Source Code è il secondo film del talentuoso Duncan Jones che tutti ora cominciano a riconoscere con il suo nome piuttosto che come “figlio di David Bowie”. Merito di due notevolissimi film, Moon (2009) scritto e diretto proprio da Jones che ha riportato l’attenzione sulla fantascienza filosofica filo-kubrickiana, e questo Source Code scritto da Ben Ripley, del quale ha curato la regia.

La fantascienza contemporanea sembra divisa in due distinti temi narrativi. E’ tornato  prepotentemente alla ribalta il tema dell’invasione aliena che fece la fortuna di tutta la fantascienza anni ‘50 le cui storie riscaldavano gli animi  degli spettatori bloccati nel terrore della  Guerre Fredda. A ben vedere con l’odierna paura  delle infiltrazioni terroristiche nel tessuto della società, i film di invasione svolgono la stessa funzione catartica, grazie anche alla possibilità di sfruttare effetti speciali digitali ormai alla portata di chiunque.

Se da una parte si guarda l’immensità del cielo dall’altra lo sguardo si concentra su dimensioni più intime esplorando porzioni di spazio e tempo una volta inimmaginabili senza rinunciare nella maggioranza dei casi ad un impianto visivo di primordine. Moon, Inception (2010) , Non lasciarmi (2011), The Box (2009), Splice (2009)  sono i nuovi territori che mettono in relazione l’uomo con il tempo, il sogno, il clone e l’eugenetica. Le realtà parallele e copie conformi che riguardano l’interno dell’essere umano in tutte le sue contraddizioni etiche e morali.  L’infinitamente grande si raccorda filosoficamente con l’infinitamente piccolo, e ogni storia trova un proprio senso così come trovava un senso il protagonista di Radiazione Bx: distruzione uomo (1956) che rimpiccioliva tre millimetri al giorno  fino ad arrivare ad una dimensione subatomica mantenendo la consapevolezza dell’esistenza in quell’universo sconosciuto. Tron (1982) invece è stato il primo film a rappresentare un universo parallelo e reale, sfruttando la nascita dell’elettronica come pretesto narrativo per rappresentare analogicamente un mondo tutto digitale.
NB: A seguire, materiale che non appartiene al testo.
//! Result resolution across an ordered chain of sources.
//!
//! The authoritative source is asked first by fixture id; on quota
//! exhaustion, transport failure, a non-success status or simply no
//! result, each fallback scoreboard is asked once, in order, and the
//! first one with a scored, name-matched fixture wins. Exhausting the
//! chain is not an error: the result is just not available yet.

use anyhow::Result;
use async_trait::async_trait;
use tracing::{debug, info, warn};

use crate::data::{ResultSource, ScoreLine, Scoreboard};
use crate::engine::matcher::TeamNameMatcher;
use crate::types::{AccaError, Fixture, MatchResult};

/// First scoreboard line whose teams both match the fixture and which
/// carries a full score.
pub fn find_in_scoreboard<'a>(
    fixture: &Fixture,
    lines: &'a [ScoreLine],
    matcher: &TeamNameMatcher,
) -> Option<&'a ScoreLine> {
    lines.iter().find(|line| {
        line.home_score.is_some()
            && line.away_score.is_some()
            && matcher.same_fixture(
                &fixture.home_team,
                &fixture.away_team,
                &line.home_team,
                &line.away_team,
            )
    })
}

/// Adapts a day/league `Scoreboard` into a `ResultSource` by team-name
/// matching.
pub struct ScoreboardSource<S> {
    board: S,
    matcher: TeamNameMatcher,
}

impl<S: Scoreboard> ScoreboardSource<S> {
    pub fn new(board: S, matcher: TeamNameMatcher) -> Self {
        Self { board, matcher }
    }
}

#[async_trait]
impl<S: Scoreboard> ResultSource for ScoreboardSource<S> {
    async fn try_resolve(&self, fixture: &Fixture) -> Result<Option<MatchResult>> {
        let day = fixture.kickoff.date_naive();
        let lines = self.board.scoreboard(fixture.league_id, day).await?;
        debug!(
            source = self.board.name(),
            fixture_id = fixture.fixture_id,
            candidates = lines.len(),
            "Scoreboard fetched"
        );

        Ok(find_in_scoreboard(fixture, &lines, &self.matcher).and_then(|line| {
            Some(MatchResult {
                home_score: line.home_score?,
                away_score: line.away_score?,
                status: line.status.clone(),
                source: self.board.name().to_string(),
            })
        }))
    }

    fn name(&self) -> &str {
        self.board.name()
    }
}

/// Ordered list of result sources, primary first.
pub struct ResultSourceChain {
    sources: Vec<Box<dyn ResultSource>>,
}

impl ResultSourceChain {
    pub fn new(sources: Vec<Box<dyn ResultSource>>) -> Self {
        Self { sources }
    }

    pub fn source_names(&self) -> Vec<&str> {
        self.sources.iter().map(|s| s.name()).collect()
    }

    /// First result any source yields, or `None` if none has it yet.
    pub async fn resolve(&self, fixture: &Fixture) -> Option<MatchResult> {
        for source in &self.sources {
            match source.try_resolve(fixture).await {
                Ok(Some(result)) => {
                    info!(
                        fixture_id = fixture.fixture_id,
                        source = source.name(),
                        score = %result,
                        "Result resolved"
                    );
                    return Some(result);
                }
                Ok(None) => {
                    debug!(
                        fixture_id = fixture.fixture_id,
                        source = source.name(),
                        "No result from source"
                    );
                }
                Err(e) => match e.downcast_ref::<AccaError>() {
                    Some(AccaError::QuotaExhausted { .. }) => {
                        warn!(
                            fixture_id = fixture.fixture_id,
                            source = source.name(),
                            "Quota exhausted, falling back"
                        );
                    }
                    _ => {
                        warn!(
                            fixture_id = fixture.fixture_id,
                            source = source.name(),
                            error = %e,
                            "Result source failed, falling back"
                        );
                    }
                },
            }
        }

        debug!(fixture_id = fixture.fixture_id, "Result not available from any source");
        None
    }
}

// ---------------------------------------------------------------------------
// Tests
// ---------------------------------------------------------------------------

#[cfg(test)]
mod tests {
    use super::*;
    use crate::types::MatchStatus;
    use chrono::NaiveDate;
    use std::sync::atomic::{AtomicU32, Ordering};
    use std::sync::Arc;

    enum Behaviour {
        Quota,
        Fail,
        Empty,
        Score(u32, u32),
    }

    struct Stub {
        name: &'static str,
        behaviour: Behaviour,
        calls: Arc<AtomicU32>,
    }

    fn stub(name: &'static str, behaviour: Behaviour) -> (Box<dyn ResultSource>, Arc<AtomicU32>) {
        let calls = Arc::new(AtomicU32::new(0));
        (
            Box::new(Stub {
                name,
                behaviour,
                calls: calls.clone(),
            }),
            calls,
        )
    }

    #[async_trait]
    impl ResultSource for Stub {
        async fn try_resolve(&self, _fixture: &Fixture) -> Result<Option<MatchResult>> {
            self.calls.fetch_add(1, Ordering::SeqCst);
            match self.behaviour {
                Behaviour::Quota => Err(AccaError::QuotaExhausted {
                    source_name: self.name.into(),
                    message: "request limit for the day".into(),
                }
                .into()),
                Behaviour::Fail => Err(anyhow::anyhow!("connection reset")),
                Behaviour::Empty => Ok(None),
                Behaviour::Score(h, a) => Ok(Some(MatchResult {
                    home_score: h,
                    away_score: a,
                    status: MatchStatus::FullTime,
                    source: self.name.into(),
                })),
            }
        }

        fn name(&self) -> &str {
            self.name
        }
    }

    struct Board(Vec<ScoreLine>);

    #[async_trait]
    impl Scoreboard for Board {
        async fn scoreboard(&self, _league_id: i64, _day: NaiveDate) -> Result<Vec<ScoreLine>> {
            Ok(self.0.clone())
        }

        fn name(&self) -> &str {
            "board"
        }
    }

    fn line(home: &str, away: &str, score: Option<(u32, u32)>) -> ScoreLine {
        ScoreLine {
            home_team: home.into(),
            away_team: away.into(),
            home_score: score.map(|s| s.0),
            away_score: score.map(|s| s.1),
            status: if score.is_some() { MatchStatus::FullTime } else { MatchStatus::NotStarted },
        }
    }

    #[tokio::test]
    async fn test_primary_wins_without_fallback() {
        let (primary, _) = stub("primary", Behaviour::Score(2, 1));
        let (fallback, fallback_calls) = stub("fallback", Behaviour::Score(0, 0));
        let chain = ResultSourceChain::new(vec![primary, fallback]);

        let r = chain.resolve(&Fixture::sample(1, "Arsenal", "Chelsea")).await.unwrap();
        assert_eq!((r.home_score, r.away_score), (2, 1));
        assert_eq!(r.source, "primary");
        assert_eq!(fallback_calls.load(Ordering::SeqCst), 0);
    }

    #[tokio::test]
    async fn test_quota_falls_through_in_order() {
        let (primary, _) = stub("primary", Behaviour::Quota);
        let (a, a_calls) = stub("a", Behaviour::Fail);
        let (b, b_calls) = stub("b", Behaviour::Score(1, 1));
        let (c, c_calls) = stub("c", Behaviour::Score(3, 3));
        let chain = ResultSourceChain::new(vec![primary, a, b, c]);

        let r = chain.resolve(&Fixture::sample(1, "Arsenal", "Chelsea")).await.unwrap();
        assert_eq!(r.source, "b");
        assert_eq!(a_calls.load(Ordering::SeqCst), 1);
        assert_eq!(b_calls.load(Ordering::SeqCst), 1);
        assert_eq!(c_calls.load(Ordering::SeqCst), 0);
    }

    #[tokio::test]
    async fn test_exhausted_chain_is_none() {
        let (primary, _) = stub("primary", Behaviour::Empty);
        let (a, _) = stub("a", Behaviour::Fail);
        let chain = ResultSourceChain::new(vec![primary, a]);
        assert!(chain.resolve(&Fixture::sample(1, "Arsenal", "Chelsea")).await.is_none());
        assert_eq!(chain.source_names(), vec!["primary", "a"]);
    }

    #[tokio::test]
    async fn test_scoreboard_source_matches_names() {
        let board = Board(vec![
            line("Liverpool", "Everton", Some((1, 0))),
            line("Manchester United FC", "Tottenham Hotspur FC", Some((3, 2))),
        ]);
        let source = ScoreboardSource::new(board, TeamNameMatcher::default());

        let r = source
            .try_resolve(&Fixture::sample(7, "Man Utd", "Spurs"))
            .await
            .unwrap()
            .unwrap();
        assert_eq!((r.home_score, r.away_score), (3, 2));
        assert_eq!(r.source, "board");
    }

    #[test]
    fn test_find_skips_unscored_lines() {
        let lines = vec![
            line("Arsenal", "Chelsea", None),
            line("Arsenal FC", "Chelsea FC", Some((0, 0))),
        ];
        let found = find_in_scoreboard(
            &Fixture::sample(1, "Arsenal", "Chelsea"),
            &lines,
            &TeamNameMatcher::default(),
        );
        assert_eq!(found.map(|l| l.home_team.as_str()), Some("Arsenal FC"));
    }
}
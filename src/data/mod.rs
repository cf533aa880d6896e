//! External football data sources.
//!
//! Defines the traits the engine depends on (`FixtureSource`,
//! `ResultSource`, `Scoreboard`) and the HTTP clients implementing them:
//! API-Football (authoritative fixtures, results and injuries), ESPN's
//! public scoreboard and football-data.org (fallback results, standings).

pub mod api_football;
pub mod espn;
pub mod football_data;

use anyhow::Result;
use async_trait::async_trait;
use chrono::NaiveDate;
use std::sync::Arc;

use crate::types::{Fixture, MatchResult, MatchStatus};

/// Produces the day's fixtures for the tracked leagues.
#[async_trait]
pub trait FixtureSource: Send + Sync {
    async fn fixtures_for(&self, day: NaiveDate) -> Result<Vec<Fixture>>;

    fn name(&self) -> &str;
}

/// Resolves the final (or current) score of a fixture.
///
/// `Ok(None)` means "not available from this source"; errors mean the
/// source itself failed (transport, HTTP status, quota). Either way the
/// caller moves on to the next source.
#[async_trait]
pub trait ResultSource: Send + Sync {
    async fn try_resolve(&self, fixture: &Fixture) -> Result<Option<MatchResult>>;

    fn name(&self) -> &str;
}

/// One match on a league's scoreboard for a given day.
#[derive(Debug, Clone, PartialEq)]
pub struct ScoreLine {
    pub home_team: String,
    pub away_team: String,
    pub home_score: Option<u32>,
    pub away_score: Option<u32>,
    pub status: MatchStatus,
}

/// A source that lists every match of a league on a given day.
/// Wrapped by `engine::resolver::ScoreboardSource` to act as a
/// `ResultSource` via team-name matching.
#[async_trait]
pub trait Scoreboard: Send + Sync {
    /// Scoreboard for an API-Football league id. Leagues the source does
    /// not cover yield an empty list.
    async fn scoreboard(&self, league_id: i64, day: NaiveDate) -> Result<Vec<ScoreLine>>;

    fn name(&self) -> &str;
}

// Shared clients (also used by the enricher) plug into the chain as-is.

#[async_trait]
impl<T: ResultSource + ?Sized> ResultSource for Arc<T> {
    async fn try_resolve(&self, fixture: &Fixture) -> Result<Option<MatchResult>> {
        (**self).try_resolve(fixture).await
    }

    fn name(&self) -> &str {
        (**self).name()
    }
}

#[async_trait]
impl<T: Scoreboard + ?Sized> Scoreboard for Arc<T> {
    async fn scoreboard(&self, league_id: i64, day: NaiveDate) -> Result<Vec<ScoreLine>> {
        (**self).scoreboard(league_id, day).await
    }

    fn name(&self) -> &str {
        (**self).name()
    }
}
//! Bet grammar: parse free-text bet descriptions and settle them.
//!
//! A suggested bet such as `"Arsenal win & BTTS"` is parsed once into a
//! `BetExpr` (a single `Predicate` or a `Conjunction` of them) and then
//! evaluated against a final score. Unrecognised text parses to
//! `Predicate::Unrecognized` and settles as `Outcome::Unknown`; it is
//! never an error.

use std::fmt;

use crate::types::Verdict;

/// The only goal line the grammar settles; other lines are unrecognised.
pub const GOAL_LINE: f64 = 2.5;

// ---------------------------------------------------------------------------
// AST
// ---------------------------------------------------------------------------

#[derive(Debug, Clone, Copy, PartialEq, Eq)]
pub enum Side {
    Home,
    Away,
}

/// A single verifiable proposition about a final score.
#[derive(Debug, Clone, PartialEq)]
pub enum Predicate {
    HomeWin,
    AwayWin,
    Draw,
    BothTeamsScore,
    OverGoals(f64),
    UnderGoals(f64),
    /// The named side wins or the match is drawn.
    DoubleChance(Side),
    Unrecognized(String),
}

impl Predicate {
    /// Whether the proposition holds; `None` if it cannot be judged.
    pub fn holds(&self, home_score: u32, away_score: u32) -> Option<bool> {
        let total = f64::from(home_score + away_score);
        let held = match self {
            Predicate::HomeWin => home_score > away_score,
            Predicate::AwayWin => away_score > home_score,
            Predicate::Draw => home_score == away_score,
            Predicate::BothTeamsScore => home_score > 0 && away_score > 0,
            Predicate::OverGoals(line) => total > *line,
            Predicate::UnderGoals(line) => total < *line,
            Predicate::DoubleChance(Side::Home) => home_score >= away_score,
            Predicate::DoubleChance(Side::Away) => away_score >= home_score,
            Predicate::Unrecognized(_) => return None,
        };
        Some(held)
    }
}

impl fmt::Display for Predicate {
    fn fmt(&self, f: &mut fmt::Formatter<'_>) -> fmt::Result {
        match self {
            Predicate::HomeWin => write!(f, "Home Win"),
            Predicate::AwayWin => write!(f, "Away Win"),
            Predicate::Draw => write!(f, "Draw"),
            Predicate::BothTeamsScore => write!(f, "BTTS"),
            Predicate::OverGoals(l) => write!(f, "Over {l}"),
            Predicate::UnderGoals(l) => write!(f, "Under {l}"),
            Predicate::DoubleChance(Side::Home) => write!(f, "Home or Draw"),
            Predicate::DoubleChance(Side::Away) => write!(f, "Away or Draw"),
            Predicate::Unrecognized(t) => write!(f, "?({t})"),
        }
    }
}

/// Parsed form of a suggested-bet string.
#[derive(Debug, Clone, PartialEq)]
pub enum BetExpr {
    Single(Predicate),
    /// Every part must win for the bet to win.
    Conjunction(Vec<BetExpr>),
}

impl fmt::Display for BetExpr {
    fn fmt(&self, f: &mut fmt::Formatter<'_>) -> fmt::Result {
        match self {
            BetExpr::Single(p) => write!(f, "{p}"),
            BetExpr::Conjunction(parts) => {
                let parts: Vec<String> = parts.iter().map(|p| p.to_string()).collect();
                write!(f, "{}", parts.join(" & "))
            }
        }
    }
}

// ---------------------------------------------------------------------------
// Parsing
// ---------------------------------------------------------------------------

/// Team names the bet text may refer to.
#[derive(Debug, Clone)]
pub struct Teams {
    home: String,
    away: String,
}

impl Teams {
    pub fn new(home: &str, away: &str) -> Self {
        Teams {
            home: home.trim().to_lowercase(),
            away: away.trim().to_lowercase(),
        }
    }
}

/// Parse a bet description. Matching is case-insensitive.
pub fn parse(bet: &str, teams: &Teams) -> BetExpr {
    let text = bet.trim().to_lowercase();

    // Compound bets must be split before their parts are classified,
    // otherwise "home win and over 2.5" would settle as a plain home win.
    if text.contains(" and ") || text.contains(" & ") {
        let parts: Vec<BetExpr> = text
            .replace(" and ", " & ")
            .split('&')
            .map(str::trim)
            .filter(|p| !p.is_empty())
            .map(|p| parse(p, teams))
            .collect();
        return match parts.len() {
            0 => BetExpr::Single(Predicate::Unrecognized(text)),
            1 => parts.into_iter().next().unwrap_or(BetExpr::Single(Predicate::Unrecognized(text))),
            _ => BetExpr::Conjunction(parts),
        };
    }

    BetExpr::Single(classify(&text, teams))
}

/// Classify a simple (non-compound) lowercase bet, first match wins.
///
/// The order is significant: "Arsenal or Draw" is a home win because the
/// text starts with the home team, and "Home or Draw" is a draw because
/// it never says "double chance".
fn classify(text: &str, teams: &Teams) -> Predicate {
    let named_win = |name: &str| !name.is_empty() && text.contains(&format!("{name} win"));

    if text.contains("home win")
        || named_win(&teams.home)
        || (!teams.home.is_empty() && text.starts_with(&teams.home))
    {
        return Predicate::HomeWin;
    }
    if text.contains("away win")
        || named_win(&teams.away)
        || (!teams.away.is_empty() && text.starts_with(&teams.away))
    {
        return Predicate::AwayWin;
    }
    if text.contains("draw") && !text.contains("double chance") {
        return Predicate::Draw;
    }
    if text.contains("both teams to score") || text.contains("btts") || has_token(text, "gg") {
        return Predicate::BothTeamsScore;
    }
    if text.contains("over 2.5") || text.contains("o2.5") {
        return Predicate::OverGoals(GOAL_LINE);
    }
    if text.contains("under 2.5") || text.contains("u2.5") {
        return Predicate::UnderGoals(GOAL_LINE);
    }
    if text.contains("double chance") || text.contains("or draw") {
        let home_named = !teams.home.is_empty() && text.contains(&teams.home);
        return Predicate::DoubleChance(if home_named { Side::Home } else { Side::Away });
    }

    Predicate::Unrecognized(text.to_string())
}

/// Whole-word token check with hyphens stripped ("G-G" counts as "gg").
fn has_token(text: &str, token: &str) -> bool {
    text.replace('-', "")
        .split(|c: char| !c.is_alphanumeric())
        .any(|w| w == token)
}

// ---------------------------------------------------------------------------
// Evaluation
// ---------------------------------------------------------------------------

/// Settle a parsed bet against a final score.
///
/// A conjunction wins only if every part wins; an unrecognised part
/// makes the whole conjunction a loss rather than unknown.
pub fn evaluate(expr: &BetExpr, home_score: u32, away_score: u32) -> Verdict {
    match expr {
        BetExpr::Single(p) => match p.holds(home_score, away_score) {
            Some(correct) => Verdict::decided(correct),
            None => Verdict::unknown(),
        },
        BetExpr::Conjunction(parts) => {
            let all_won = parts
                .iter()
                .all(|part| evaluate(part, home_score, away_score).is_win());
            Verdict::decided(all_won)
        }
    }
}

/// Parse and settle in one step.
pub fn evaluate_bet(
    bet: &str,
    home_team: &str,
    away_team: &str,
    home_score: u32,
    away_score: u32,
) -> Verdict {
    let expr = parse(bet, &Teams::new(home_team, away_team));
    evaluate(&expr, home_score, away_score)
}

// ---------------------------------------------------------------------------
// Tests
// ---------------------------------------------------------------------------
Source code prende spunto dalle teorie della fisica quantistica, ovvero la capacità della materia di esistere contemporaneamente in diverse realtà parallele – il nuovo orizzonte della fantascienza che ambisce a divenire scienza -  per riportare il capitano Stevens, pilota di stanza in Afghanistan (Jake Gyllenhaal), indietro nel tempo nella mente di una vittima di un treno distrutto da un attentato nel quale tutti i passeggeri sono morti. Dovrà scoprire l’attentatore all’interno del convoglio e scongiurare l’attentato successivo, entrando e uscendo continuamente dal corpo dell’uomo in un continuo loop temporale. Infatti questa aura quantistica dura solo 8 minuti, prima che il treno esploda, ed esploda di nuovo e di nuovo ancora. Un thriller ottimamente congegnato nel quale ogni volta che il protagonista ritorna nel corpo della vittima nuovi indizi e particolari portano verso la soluzione finale.

Non bisogna essere ingegneri per seguire il film, Source Code è un rompicapo che necessita solo di un minimo di attenzione per comprenderne il meccanismo. La regola di questo  cinema di fantascienza impone la meccanica collimazione di tutti gli ingranaggi, un movimento sincronizzato che non lasci nulla all’immaginazione e risolva tutte le istanze rimaste aperte nella tipica successione dei livelli di stampo videoludico.  La sceneggiatura è strutturata per offrire, giustamente, step nei quali si aggiungono spiegazioni alla meccanica del passaggio tra la vita reale e quella fittizia facendo coincidere lo sbigottimento del protagonista al bisogno di indizi dello spettatore che viene guidato passo passo verso la risoluzione dell’enigma.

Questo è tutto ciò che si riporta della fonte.